Vous l’aurez compris, la réforme adoptée le 8 mars joue un rôle important, et décidera (en partie) du sort de nombreux lycéens. Mais justement, qu’en pensent les lycéens ? Si les syndicats étudiants tels que l’UNEF sont assez présents dans les médias, les syndicats lycéens passent inaperçus. Mais s’investissent-t-ils vraiment dans la lutte contre cette réforme ? A en croire Yann, terminal STI2D à Rennes et membre des Jeunes Communistes ayant accepté un entretien téléphonique, il est très compliqué pour les syndicats lycéens de s’organiser. Manque de temps, problèmes légaux (puisque la très grande majorité des lycéens sont mineurs), parents opposés (voir sondage)… Toujours selon lui, c’est pour cette raison que la plupart des lycéens ne sont non pas syndiqués, mais agissent dans des organisations politiques, ou en dehors de tout cadre légal. Mais pour Yann, le nœud du problème réside en l’apolitisme des lycéens. « La plupart ne s’opposent pas à la réforme de l’Université car ils ne la connaissent pas ou ne suivent pas vraiment l’actualité. C’est pour ça que nous les informons, que l’on fait surtout du tractage, des tables rondes, de la comm’. Une fois au courant, beaucoup de lycéens sont prêts à agir. »

Pour mieux comprendre la situation, Roux Libre a effectué son propre sondage.

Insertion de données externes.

mod check;
mod completions;
mod export;
mod list;

use check::CheckCommand;
use clap::{ArgAction, Parser, Subcommand};
use completions::CompletionsCommand;
use eyre::Result;
use export::ExportCommand;
use list::ListCommand;

use crate::error::CliError;

/// Extension trait for exiting on errors with pretty formatting
pub(crate) trait UnwrapOrExit<T> {
    fn unwrap_or_exit(self) -> T;
}

impl<T, E: Into<CliError>> UnwrapOrExit<T> for std::result::Result<T, E> {
    fn unwrap_or_exit(self) -> T {
        match self {
            Ok(v) => v,
            Err(e) => {
                let err: CliError = e.into();
                let code = err.exit_code();
                eprintln!("{:?}", miette::Report::new(err));
                std::process::exit(code);
            }
        }
    }
}

#[derive(Parser)]
#[command(name = "dtox")]
#[command(version)]
#[command(about = "Export DTO declarations as TypeScript and Dart types")]
pub(crate) struct Cli {
    /// Increase log verbosity (-v info, -vv debug)
    #[arg(short, long, action = ArgAction::Count, global = true)]
    pub verbose: u8,

    #[command(subcommand)]
    command: Commands,
}

impl Cli {
    pub fn run(&self) -> Result<()> {
        match &self.command {
            Commands::Export(cmd) => cmd.run(),
            Commands::Check(cmd) => cmd.run(),
            Commands::List(cmd) => cmd.run(),
            Commands::Completions(cmd) => cmd.run(),
        }
    }
}

#[derive(Subcommand)]
enum Commands {
    /// Export every DTO of dto.toml to the given directory
    Export(ExportCommand),

    /// Validate dto.toml without writing anything
    Check(CheckCommand),

    /// List the extracted DTO metadata
    List(ListCommand),

    /// Generate shell completions
    Completions(CompletionsCommand),
}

Relayé sur Facebook et l’espace numérique de travail du lycée Émile-Roux, il a recueilli 95 réponses. Si le sondage n’a pas été effectué sur l’intégralité du territoire Français faute de moyens (87% des sondés sont internes à l’établissement), il est la seule base de réflexion actuellement disponible concernant les lycéens1.

Ainsi, sur les 70 élèves sondés, 47,1% sont favorables à la sélection sur dossier scolaire (soit 33 élèves). 32,8% des élèves s’y opposent (23 élèves), et 20% n’ont pas connaissance de la loi. Plus largement, 36,5% des personnes interrogées sont hostiles à ce qu’ils considèrent comme une mesure de sélection et 48,38% y sont favorables. Aussi, un peu plus de 15% des sondés n’ont pas connaissance la mesure de « sélection ».

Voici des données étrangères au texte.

//! Manifest parsing from files and strings.

use std::{collections::HashMap, path::Path, str::FromStr};

use dtox_core::split_path;
use dtox_ir::ClassHandle;

use super::{Manifest, validate::ParseContext};
use crate::{Error, Result, error::SourceContext};

impl FromStr for Manifest {
    type Err = Box<Error>;

    fn from_str(s: &str) -> Result<Self> {
        parse_manifest(s, "dto.toml")
    }
}

impl Manifest {
    /// Parse a dto.toml file from the given path.
    pub fn from_file(path: impl AsRef<Path>) -> Result<Self> {
        let path = path.as_ref();
        let content = std::fs::read_to_string(path).map_err(|e| {
            Box::new(Error::Io {
                path: path.to_path_buf(),
                source: e,
            })
        })?;
        parse_manifest(&content, &path.display().to_string())
    }

    /// Parse a dto.toml from a string with a custom filename for error reporting.
    pub fn from_str_with_filename(content: &str, filename: &str) -> Result<Self> {
        parse_manifest(content, filename)
    }
}

/// Parse a manifest from content with the given filename for error reporting.
pub fn parse_manifest(content: &str, filename: &str) -> Result<Manifest> {
    let source_ctx = SourceContext::new(content, filename);
    let manifest: Manifest = toml::from_str(content).map_err(|e| source_ctx.parse_error(e))?;
    validate_manifest(&manifest, content, filename)?;
    Ok(manifest)
}

/// Validate the manifest after parsing.
///
/// Only structural checks happen here. Type resolution and `list_of`
/// annotations are checked by the extractor.
fn validate_manifest(manifest: &Manifest, src: &str, filename: &str) -> Result<()> {
    let ctx = ParseContext::new(src, filename);

    for dto in &manifest.dtos {
        let path = dto.path();
        let segments = split_path(path);
        if segments.is_empty() {
            return Err(ctx
                .source_context()
                .validation_error("class path must not be empty", Some(dto.path_span())));
        }
        for segment in segments {
            ctx.validate_name(segment, "class path segment", Some(dto.path_span()))?;
        }

        let class_ctx = ctx.push(path);
        let mut seen: HashMap<&str, usize> = HashMap::new();
        for (index, field) in dto.fields().iter().enumerate() {
            let span = dto.field_span(index);
            class_ctx.validate_name(&field.name, "field", span.clone())?;

            if let Some(first) = seen.insert(field.name.as_str(), index) {
                return Err(ctx.source_context().duplicate_field_error(
                    path,
                    &field.name,
                    dto.field_span(first).unwrap_or_default(),
                    span.unwrap_or_default(),
                ));
            }
        }
    }
    Ok(())
}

Mais, plus étonnant en considération du taux d’adhésion à la loi ORE, seulement 36,9% des sondés trouvent la réforme juste. Ils sont alors 37,9% à la trouver injuste, et 21,1% à ne pas savoir qu’en penser. Moins manichéens, 3,3% se disent mitigés.

Toutefois, lorsque on évoque le mouvement social en cours (le fameux « mai 2018 »), les résultats sont sans appels. 43,2% des sondés soutiennent le mouvement étudiant. Les lycéens eux sont plus enthousiastes, puisqu’ils sont 48,57% à le soutenir. Toujours selon notre sondage, ce sont les professeurs qui sont le plus hostile aux blocages. Ils sont 83,3% à s’opposer à ce dernier. Si 3,2% des personnes ayant répondu au sondage estiment avoir agit d’une manière ou d’une autre, aucune n’a participé aux manifestations contre la réforme de l’Université. Parmi ces trois personnes, une seule estime que la situation ne s’améliore pas, les deux autres ne se prononçant pas.

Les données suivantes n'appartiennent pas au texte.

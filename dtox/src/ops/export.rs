//! Export operation - validation of the command line, then the export run.

use std::path::{Path, PathBuf};

use dtox_codegen::{ExportOptions, ExportTarget, Exporter, Reporter, TargetRegistry};
use dtox_manifest::{Manifest, ProjectConfig};

use crate::{
    error::CliError,
    reports::{ExportHeader, ExportReport, ExportResult},
    targets::DEFAULT_EXPORT_TYPE,
};

/// What the user asked for on the command line.
#[derive(Debug, Clone, Copy)]
pub struct ExportRequest<'a> {
    pub export_path: &'a Path,
    /// `--type`, falls back to `[project] target`.
    pub export_type: Option<&'a str>,
    /// `--project-name`, falls back to `[project] name`.
    pub project_name: Option<&'a str>,
    pub dry_run: bool,
    pub strict_basenames: bool,
}

/// A validated request, ready to run.
#[derive(Debug)]
pub struct ExportPlan<'r> {
    pub target: &'r ExportTarget,
    /// Absolute export root.
    pub export_path: PathBuf,
    pub options: ExportOptions,
    pub dry_run: bool,
}

impl ExportPlan<'_> {
    pub fn header(&self) -> ExportHeader {
        ExportHeader {
            export_type: self.target.name.to_string(),
            export_path: self.export_path.clone(),
            project_name: self.options.project_name.clone(),
        }
    }
}

/// Validate a request. Nothing is written.
///
/// Checks run in order: export path, export type, project name. The project
/// config only supplies fallbacks, so a manifest that failed to load is `None`
/// here and its error is reported after these checks.
pub fn plan<'r>(
    project: Option<&ProjectConfig>,
    registry: &'r TargetRegistry,
    request: &ExportRequest<'_>,
) -> Result<ExportPlan<'r>, CliError> {
    let export_path = validate_export_path(request.export_path)?;

    let export_type = request
        .export_type
        .or_else(|| project.and_then(|p| p.target.as_deref()))
        .unwrap_or(DEFAULT_EXPORT_TYPE);
    let target = registry.get(export_type)?;
    tracing::debug!(export_type = target.name, "resolved export type");

    let project_name = resolve_project_name(target, request.project_name, project)?;
    let mut options = ExportOptions::new().strict_basenames(request.strict_basenames);
    if let Some(name) = project_name {
        options = options.with_project_name(name);
    }

    Ok(ExportPlan {
        target,
        export_path,
        options,
        dry_run: request.dry_run,
    })
}

/// Run a validated plan over every class of the manifest.
pub fn export(
    manifest: &Manifest,
    plan: &ExportPlan<'_>,
    reporter: &mut dyn Reporter,
) -> Result<ExportReport, CliError> {
    let mut exporter = Exporter::new(manifest.project.namespaces()).with_reporter(reporter);

    let result = if plan.dry_run {
        let files = exporter.preview(
            &manifest.dtos,
            plan.target,
            &plan.export_path,
            &plan.options,
        )?;
        ExportResult::Preview(files)
    } else {
        let summary = exporter.run(
            &manifest.dtos,
            plan.target,
            &plan.export_path,
            &plan.options,
        )?;
        ExportResult::Written(summary)
    };

    Ok(ExportReport {
        export_path: plan.export_path.clone(),
        result,
    })
}

/// The export path must be an existing, writable directory. Returns it made absolute.
pub fn validate_export_path(path: &Path) -> Result<PathBuf, CliError> {
    let invalid = |reason: &'static str| CliError::InvalidExportPath {
        path: path.to_path_buf(),
        reason,
    };

    let metadata = std::fs::metadata(path).map_err(|_| invalid("does not exist"))?;
    if !metadata.is_dir() {
        return Err(invalid("is not a directory"));
    }
    if metadata.permissions().readonly() {
        return Err(invalid("is not writable"));
    }
    std::path::absolute(path).map_err(|_| invalid("cannot be made absolute"))
}

/// Project name from the command line or `[project] name`.
///
/// Blank names count as missing. Fails only for targets that need one.
pub fn resolve_project_name(
    target: &ExportTarget,
    flag: Option<&str>,
    project: Option<&ProjectConfig>,
) -> Result<Option<String>, CliError> {
    let name = flag
        .or_else(|| project.and_then(|p| p.name.as_deref()))
        .map(str::trim)
        .filter(|name| !name.is_empty())
        .map(String::from);

    if name.is_none() && target.requires_project_name {
        return Err(CliError::MissingProjectName {
            export_type: target.name.to_string(),
        });
    }
    Ok(name)
}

Si la plupart des individus n’ayant pas participé aux cortèges n’étaient pas solidaires du mouvement, 3,2% du total des sondés disent avoir été freinés ou empêchés de participer par leurs parents.

Les lycéens sont-ils donc si peu politisés, comme le pensait Yann ? Sont-ils insouciants face à leur avenir ? Ou se sentent-ils simplement rassurés par la fin du tirage au sort ? Sans doute est-ce un peu de tout cela. De toutes manières, pourquoi se battre, puisque les étudiants du supérieur nous défendent comme si leur orientation en dépendait ?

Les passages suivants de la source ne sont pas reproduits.